SOURCE DATA START

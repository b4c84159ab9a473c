//! In-memory stores for tests.
//!
//! Each store keeps its rows in vectors, assigns ids starting at 1 and
//! can be told to fail or to drop the returned id on chosen calls. The
//! retail store replays a script of settings snapshots, one per
//! `load_settings` call, repeating the last one once the script runs out.

use async_trait::async_trait;
use datagen_core::{
    AccountsStore, LogisticsStore, NewCustomer, NewOrder, NewShipment, NewTransaction,
    NewWarehouse, RetailStore, SettingRow, StoreError, StoreKind, Stores,
};
use std::collections::{HashSet, VecDeque};

/// Three empty in-memory stores.
pub type MemoryStores = Stores<MemoryRetail, MemoryLogistics, MemoryAccounts>;

pub fn memory_stores() -> MemoryStores {
    Stores::new(
        MemoryRetail::new(),
        MemoryLogistics::new(),
        MemoryAccounts::new(),
    )
}

/// Build settings rows from string pairs.
pub fn settings_rows(pairs: &[(&str, &str)]) -> Vec<SettingRow> {
    pairs
        .iter()
        .map(|(name, value)| (name.to_string(), value.to_string()))
        .collect()
}

#[derive(Debug, Default)]
pub struct MemoryRetail {
    settings_script: VecDeque<Vec<SettingRow>>,
    current_settings: Vec<SettingRow>,
    settings_loads: usize,
    customers: Vec<(i64, NewCustomer)>,
    orders: Vec<(i64, NewOrder)>,
    next_id: i64,
    order_calls: u64,
    failing_order_calls: HashSet<u64>,
    missing_id_calls: HashSet<u64>,
    fail_customer_inserts: bool,
}

impl MemoryRetail {
    pub fn new() -> Self {
        Self::default()
    }

    /// Replace the settings script with a single snapshot.
    pub fn with_settings(mut self, rows: Vec<SettingRow>) -> Self {
        self.settings_script.clear();
        self.settings_script.push_back(rows);
        self
    }

    /// Append a snapshot to the settings script.
    pub fn then_settings(mut self, rows: Vec<SettingRow>) -> Self {
        self.settings_script.push_back(rows);
        self
    }

    /// Pre-populate `count` customers, as left behind by an earlier run.
    pub fn with_existing_customers(mut self, count: usize) -> Self {
        for i in 0..count {
            let id = self.allocate_id();
            self.customers.push((
                id,
                NewCustomer {
                    name: format!("Existing Customer {i}"),
                    email: format!("existing{i}@example.com"),
                    address: "1 Main Street\nSpringfield, Ohio 45501".to_string(),
                    phone: "555-0100".to_string(),
                },
            ));
        }
        self
    }

    /// Fail the `call`-th `insert_order` (0-based).
    pub fn fail_order_call(mut self, call: u64) -> Self {
        self.failing_order_calls.insert(call);
        self
    }

    /// Return no id from the `call`-th `insert_order` (0-based).
    pub fn missing_order_id_call(mut self, call: u64) -> Self {
        self.missing_id_calls.insert(call);
        self
    }

    /// Reject every `insert_customers` call.
    pub fn fail_customer_inserts(mut self) -> Self {
        self.fail_customer_inserts = true;
        self
    }

    pub fn customers(&self) -> &[(i64, NewCustomer)] {
        &self.customers
    }

    pub fn orders(&self) -> &[(i64, NewOrder)] {
        &self.orders
    }

    pub fn settings_loads(&self) -> usize {
        self.settings_loads
    }

    pub fn order_calls(&self) -> u64 {
        self.order_calls
    }

    fn allocate_id(&mut self) -> i64 {
        self.next_id += 1;
        self.next_id
    }
}

#[async_trait]
impl RetailStore for MemoryRetail {
    async fn load_settings(&mut self) -> Result<Vec<SettingRow>, StoreError> {
        self.settings_loads += 1;
        if let Some(next) = self.settings_script.pop_front() {
            self.current_settings = next;
        }
        Ok(self.current_settings.clone())
    }

    async fn insert_customers(
        &mut self,
        customers: &[NewCustomer],
    ) -> Result<Vec<i64>, StoreError> {
        if self.fail_customer_inserts {
            return Err(StoreError::rejected(StoreKind::Retail, "customer insert failed"));
        }

        // Unique email constraint; the whole batch is rejected on a clash.
        let mut emails: HashSet<&str> = self.customers.iter().map(|(_, c)| c.email.as_str()).collect();
        for customer in customers {
            if !emails.insert(customer.email.as_str()) {
                return Err(StoreError::rejected(
                    StoreKind::Retail,
                    format!("duplicate email {}", customer.email),
                ));
            }
        }

        let mut ids = Vec::with_capacity(customers.len());
        for customer in customers {
            let id = self.allocate_id();
            self.customers.push((id, customer.clone()));
            ids.push(id);
        }
        Ok(ids)
    }

    async fn customer_ids(&mut self) -> Result<Vec<i64>, StoreError> {
        Ok(self.customers.iter().map(|(id, _)| *id).collect())
    }

    async fn insert_order(&mut self, order: &NewOrder) -> Result<Option<i64>, StoreError> {
        let call = self.order_calls;
        self.order_calls += 1;

        if self.failing_order_calls.contains(&call) {
            return Err(StoreError::rejected(StoreKind::Retail, "order insert failed"));
        }
        if self.missing_id_calls.contains(&call) {
            return Ok(None);
        }

        let id = self.allocate_id();
        self.orders.push((id, order.clone()));
        Ok(Some(id))
    }
}

#[derive(Debug, Default)]
pub struct MemoryLogistics {
    cities: Vec<String>,
    warehouses: Vec<(i64, NewWarehouse)>,
    shipments: Vec<NewShipment>,
    next_id: i64,
    shipment_calls: u64,
    failing_shipment_calls: HashSet<u64>,
}

impl MemoryLogistics {
    pub fn new() -> Self {
        Self::default()
    }

    /// Pre-populate `count` warehouses, as left behind by an earlier run.
    pub fn with_existing_warehouses(mut self, count: usize) -> Self {
        for i in 0..count {
            self.next_id += 1;
            self.warehouses.push((
                self.next_id,
                NewWarehouse {
                    location: format!("Depot {i}"),
                    capacity: 500,
                },
            ));
        }
        self
    }

    /// Fail the `call`-th `insert_shipment` (0-based).
    pub fn fail_shipment_call(mut self, call: u64) -> Self {
        self.failing_shipment_calls.insert(call);
        self
    }

    pub fn cities(&self) -> &[String] {
        &self.cities
    }

    pub fn warehouses(&self) -> &[(i64, NewWarehouse)] {
        &self.warehouses
    }

    pub fn shipments(&self) -> &[NewShipment] {
        &self.shipments
    }
}

#[async_trait]
impl LogisticsStore for MemoryLogistics {
    async fn insert_cities(&mut self, names: &[&str]) -> Result<u64, StoreError> {
        Ok(insert_missing(&mut self.cities, names))
    }

    async fn insert_warehouses(
        &mut self,
        warehouses: &[NewWarehouse],
    ) -> Result<Vec<i64>, StoreError> {
        let mut ids = Vec::with_capacity(warehouses.len());
        for warehouse in warehouses {
            self.next_id += 1;
            self.warehouses.push((self.next_id, warehouse.clone()));
            ids.push(self.next_id);
        }
        Ok(ids)
    }

    async fn warehouse_ids(&mut self) -> Result<Vec<i64>, StoreError> {
        Ok(self.warehouses.iter().map(|(id, _)| *id).collect())
    }

    async fn insert_shipment(&mut self, shipment: &NewShipment) -> Result<(), StoreError> {
        let call = self.shipment_calls;
        self.shipment_calls += 1;

        if self.failing_shipment_calls.contains(&call) {
            return Err(StoreError::rejected(StoreKind::Logistics, "shipment insert failed"));
        }
        self.shipments.push(shipment.clone());
        Ok(())
    }
}

#[derive(Debug, Default)]
pub struct MemoryAccounts {
    payment_methods: Vec<String>,
    transactions: Vec<NewTransaction>,
    transaction_calls: u64,
    failing_transaction_calls: HashSet<u64>,
}

impl MemoryAccounts {
    pub fn new() -> Self {
        Self::default()
    }

    /// Fail the `call`-th `insert_transaction` (0-based).
    pub fn fail_transaction_call(mut self, call: u64) -> Self {
        self.failing_transaction_calls.insert(call);
        self
    }

    pub fn payment_methods(&self) -> &[String] {
        &self.payment_methods
    }

    pub fn transactions(&self) -> &[NewTransaction] {
        &self.transactions
    }
}

#[async_trait]
impl AccountsStore for MemoryAccounts {
    async fn insert_payment_methods(&mut self, names: &[&str]) -> Result<u64, StoreError> {
        Ok(insert_missing(&mut self.payment_methods, names))
    }

    async fn insert_transaction(
        &mut self,
        transaction: &NewTransaction,
    ) -> Result<(), StoreError> {
        let call = self.transaction_calls;
        self.transaction_calls += 1;

        if self.failing_transaction_calls.contains(&call) {
            return Err(StoreError::rejected(StoreKind::Accounts, "transaction insert failed"));
        }
        self.transactions.push(transaction.clone());
        Ok(())
    }
}

/// `INSERT ... ON CONFLICT DO NOTHING` for a unique name column.
fn insert_missing(table: &mut Vec<String>, names: &[&str]) -> u64 {
    let mut inserted = 0;
    for name in names {
        if !table.iter().any(|existing| existing == name) {
            table.push(name.to_string());
            inserted += 1;
        }
    }
    inserted
}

SOURCE DATA END

## TASK REQUIREMENTS
Set the material down exactly as written, starting at its first line. The line containing "pub fn settings_rows(pairs: &[(&str, &str)])" is the last one to include.

## YOUR SOLUTION
repository b4c84159ab9a473c
//! In-memory stores for tests.
//!
//! Each store keeps its rows in vectors, assigns ids starting at 1 and
//! can be told to fail or to drop the returned id on chosen calls. The
//! retail store replays a script of settings snapshots, one per
//! `load_settings` call, repeating the last one once the script runs out.

use async_trait::async_trait;
use datagen_core::{
    AccountsStore, LogisticsStore, NewCustomer, NewOrder, NewShipment, NewTransaction,
    NewWarehouse, RetailStore, SettingRow, StoreError, StoreKind, Stores,
};
use std::collections::{HashSet, VecDeque};

/// Three empty in-memory stores.
pub type MemoryStores = Stores<MemoryRetail, MemoryLogistics, MemoryAccounts>;

pub fn memory_stores() -> MemoryStores {
    Stores::new(
        MemoryRetail::new(),
        MemoryLogistics::new(),
        MemoryAccounts::new(),
    )
}

/// Build settings rows from string pairs.
pub fn settings_rows(pairs: &[(&str, &str)]) -> Vec<SettingRow> {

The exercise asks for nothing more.